Contrast that with the US, which has had three high inflation reports in a row including in Wednesday’s report, which rose 3.5% y/y compared to 3.4% expected.

Despite the US setback, increasingly believe there is an emerging picture of a return to the type of inflation that dominated the first 20 years of the century. The counter-argument is that globalization is in retreat but I don’t see it that way. Globalization is slowing but the dividends are still being collected and given the current slowdown in China, it’s exporting as much deflation as ever.

It’s also obvious to me that AI, automation and robotics will be deflationary forces (though not in commodity markets initially).

Why is the US running against the trend?

A few things I’m thinking about:

1) Fiscal spending

The US hasn’t pulled back on fiscal spending in the post-covid period. The Federal government is running deficits at 6-7% of GDP as the money from the IRA and CHIPS Act continues to work through the economy in 2024 and 2025.

2) US consumers own stocks

Americans are much likelier to hold equities in their savings portfolios than almost anyone. Needless to say, it’s been an incredible bull market and given the wealth in America already, it’s left consumers flush. Add in 30-year fixed mortgages, pandemic handouts and a tigher labor market and the US has been supercharged.

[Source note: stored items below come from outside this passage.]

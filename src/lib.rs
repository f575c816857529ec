pub mod config;
pub mod db;
pub mod error;
pub mod http_client;
pub mod i18n;
pub mod mailer;
pub mod middleware;
pub mod models;
pub mod repository;
pub mod services;
pub mod storage;
pub mod web;

pub use config::Config;
pub use error::{AppError, AppResult};
pub mod pool;
pub mod rls;

pub use pool::create_pool;
pub use rls::{set_current_admin, CURRENT_ADMIN_SETTING};
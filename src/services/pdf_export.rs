//! One-page spec sheet for a car.

use lopdf::content::{Content, Operation};
use lopdf::{dictionary, Document, Object, Stream};

use crate::error::{AppError, AppResult};
use crate::i18n::{t, Locale};
use crate::models::Car;

const A4_WIDTH: i64 = 595;
const A4_HEIGHT: i64 = 842;
const MARGIN: i64 = 56;
const LINE_HEIGHT: i64 = 22;

/// Attachment file name: the stock number when set, else the id.
pub fn pdf_filename(car: &Car) -> String {
    let stem: String = car
        .display_id()
        .chars()
        .map(|c| if c.is_ascii_alphanumeric() || c == '-' || c == '_' { c } else { '_' })
        .collect();
    format!("{}.pdf", stem)
}

/// Encodes text for the standard Helvetica font with WinAnsi encoding.
/// Latin-1 characters pass through; a few common typographic characters are
/// mapped to ASCII and anything else becomes `?`.
fn win_ansi(text: &str) -> Vec<u8> {
    text.chars()
        .map(|c| match c {
            '\u{2018}' | '\u{2019}' => b'\'',
            '\u{201C}' | '\u{201D}' => b'"',
            '\u{2013}' | '\u{2014}' => b'-',
            '\u{20AC}' => 0x80,
            c if (' '..='~').contains(&c) => c as u8,
            c if ('\u{A0}'..='\u{FF}').contains(&c) => c as u32 as u8,
            _ => b'?',
        })
        .collect()
}

fn format_price(price: Option<f64>, locale: Locale) -> String {
    match price {
        Some(p) => format!("${}", group_thousands(p.round() as i64)),
        None => t(locale, "car.call_for_price").to_string(),
    }
}

/// `1234567` -> `"1,234,567"`.
pub fn group_thousands(n: i64) -> String {
    let digits = n.unsigned_abs().to_string();
    let mut out = String::with_capacity(digits.len() + digits.len() / 3);
    for (i, c) in digits.chars().enumerate() {
        if i > 0 && (digits.len() - i) % 3 == 0 {
            out.push(',');
        }
        out.push(c);
    }
    if n < 0 {
        out.insert(0, '-');
    }
    out
}

fn spec_rows(car: &Car, locale: Locale) -> Vec<(String, String)> {
    let mut rows = vec![
        (t(locale, "search.make").to_string(), car.brand.clone()),
        (t(locale, "search.model").to_string(), car.model.clone()),
    ];
    if let Some(trim) = &car.trim {
        rows.push((t(locale, "car.trim").to_string(), trim.clone()));
    }
    rows.push((t(locale, "car.year").to_string(), car.model_year.to_string()));
    rows.push((
        t(locale, "car.mileage").to_string(),
        group_thousands(i64::from(car.mileage)),
    ));
    rows.push((t(locale, "car.price").to_string(), format_price(car.price, locale)));
    rows.push((t(locale, "car.vin").to_string(), car.vin.clone()));
    if let Some(body_style) = &car.body_style {
        rows.push((t(locale, "car.body_style").to_string(), body_style.clone()));
    }
    if let Some(drivetrain) = &car.drivetrain {
        rows.push((t(locale, "car.drivetrain").to_string(), drivetrain.clone()));
    }
    if let Some(cylinders) = car.cylinders {
        rows.push((t(locale, "car.cylinders").to_string(), cylinders.to_string()));
    }
    if let Some(custom_id) = &car.custom_id {
        rows.push((t(locale, "car.stock").to_string(), custom_id.clone()));
    }
    rows.push((t(locale, "car.status").to_string(), car.status.to_string()));
    rows
}

fn text_at(ops: &mut Vec<Operation>, font: &str, size: i64, x: i64, y: i64, text: &str) {
    ops.push(Operation::new("BT", vec![]));
    ops.push(Operation::new("Tf", vec![font.into(), size.into()]));
    ops.push(Operation::new("Td", vec![x.into(), y.into()]));
    ops.push(Operation::new("Tj", vec![Object::string_literal(win_ansi(text))]));
    ops.push(Operation::new("ET", vec![]));
}

/// Renders the spec sheet as an uncompressed single-page A4 PDF.
pub fn render_car_pdf(car: &Car, locale: Locale) -> AppResult<Vec<u8>> {
    let mut doc = Document::with_version("1.5");
    let pages_id = doc.new_object_id();

    let regular_id = doc.add_object(dictionary! {
        "Type" => "Font",
        "Subtype" => "Type1",
        "BaseFont" => "Helvetica",
        "Encoding" => "WinAnsiEncoding",
    });
    let bold_id = doc.add_object(dictionary! {
        "Type" => "Font",
        "Subtype" => "Type1",
        "BaseFont" => "Helvetica-Bold",
        "Encoding" => "WinAnsiEncoding",
    });
    let resources_id = doc.add_object(dictionary! {
        "Font" => dictionary! {
            "F1" => regular_id,
            "F2" => bold_id,
        },
    });

    let mut ops = Vec::new();
    let mut y = A4_HEIGHT - MARGIN;
    text_at(&mut ops, "F2", 20, MARGIN, y, &car.name);
    y -= LINE_HEIGHT;
    text_at(&mut ops, "F1", 11, MARGIN, y, t(locale, "car.spec_sheet"));
    y -= LINE_HEIGHT * 2;

    for (label, value) in spec_rows(car, locale) {
        text_at(&mut ops, "F2", 12, MARGIN, y, &label);
        text_at(&mut ops, "F1", 12, MARGIN + 160, y, &value);
        y -= LINE_HEIGHT;
    }

    let content = Content { operations: ops };
    let content_id = doc.add_object(Stream::new(dictionary! {}, content.encode()?));
    let page_id = doc.add_object(dictionary! {
        "Type" => "Page",
        "Parent" => pages_id,
        "Contents" => content_id,
    });
    doc.objects.insert(
        pages_id,
        Object::Dictionary(dictionary! {
            "Type" => "Pages",
            "Kids" => vec![page_id.into()],
            "Count" => 1,
            "Resources" => resources_id,
            "MediaBox" => vec![0.into(), 0.into(), A4_WIDTH.into(), A4_HEIGHT.into()],
        }),
    );
    let catalog_id = doc.add_object(dictionary! {
        "Type" => "Catalog",
        "Pages" => pages_id,
    });
    doc.trailer.set("Root", catalog_id);

    let mut buf = Vec::new();
    doc.save_to(&mut buf)
        .map_err(|e| AppError::Internal(format!("failed to write PDF: {}", e)))?;
    Ok(buf)
}

#[cfg(test)]
mod tests {
    use super::*;
    use crate::repository::memory::sample_car;

    #[test]
    fn test_pdf_contains_car_attributes() {
        let mut car = sample_car("Toyota", "Camry", 2019);
        car.price = Some(18_900.0);
        car.custom_id = Some("STK-1001".into());

        let bytes = render_car_pdf(&car, Locale::En).unwrap();
        assert!(bytes.starts_with(b"%PDF-1.5"));

        let text = pdf_extract::extract_text_from_mem(&bytes).unwrap();
        assert!(text.contains("2019 Toyota Camry"));
        assert!(text.contains("$18,900"));
        assert!(text.contains("STK-1001"));
    }

    #[test]
    fn test_spanish_labels_survive_encoding() {
        let car = sample_car("Honda", "Civic", 2020);
        let bytes = render_car_pdf(&car, Locale::Es).unwrap();
        let text = pdf_extract::extract_text_from_mem(&bytes).unwrap();
        assert!(text.contains("Año"));
    }

    #[test]
    fn test_filename_prefers_stock_number() {
        let mut car = sample_car("Kia", "Soul", 2020);
        assert_eq!(pdf_filename(&car), format!("{}.pdf", car.id));
        car.custom_id = Some("STK 7/A".into());
        assert_eq!(pdf_filename(&car), "STK_7_A.pdf");
    }

    #[test]
    fn test_win_ansi_replaces_unsupported_characters() {
        assert_eq!(win_ansi("Año"), vec![b'A', 0xF1, b'o']);
        assert_eq!(win_ansi("\u{2014}\u{4E2D}"), b"-?".to_vec());
    }

    #[test]
    fn test_group_thousands() {
        assert_eq!(group_thousands(0), "0");
        assert_eq!(group_thousands(1234567), "1,234,567");
        assert_eq!(group_thousands(-1500), "-1,500");
    }
}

Great chart from Jim Bianco

3) Housing data skews

The Fed’s Goolsbee spoke at length this month about quirks in US housing data that could be skewing the picture. Market-based rents have fallen from the peaks but that hasn’t worked its way into the CPI yet. It should but the numbers have stayed stubbornly high. It’s something people will be watching very carefully and I worry that there is plenty of pent-up demand from US housing in the longer term.

4) Healthcare

What makes the US unique from most of the developed world? Private health care. Note the components that were upside drivers in the latest Dallas Fed Trimmed PCE report (month-over-month annualized changes):

  • Net health insurance +15.5%
  • Physician services +1.8%
  • Financial service charges, fees, and commissions +3.5%
  • Nonprofit hospitals’ services to households +3.8%
  • Government hospitals +3.8%
  • Electricity +4.0%
  • Motor vehicle maintenance and repair +4.8%
  • Other purchased meals +4.1%
  • Dental services +5.3%

Often these numbers reset at the turn of the year so there could be something of a one-off here that’s not captured by seasonal adjustments but they could also be a stubborn source of inflation that differentiates the US from elsewhere.

Eventually though, it will normalize and we will find ourselves back in a low-inflation era. For now, inflation scares are proving to be opportunities to lean into that theme but with these factors, it will take some time for US inflation to converge to the rest of the world. US fiscal spending will stay high through 2025 but after that it will slow, perhaps dramatically depending on the results of the US election.

In the meantime, we may still be in the middle innings of the US dollar bull market. As the divergence persists and other central banks lower rates, the dollar has abundant room to out-perform.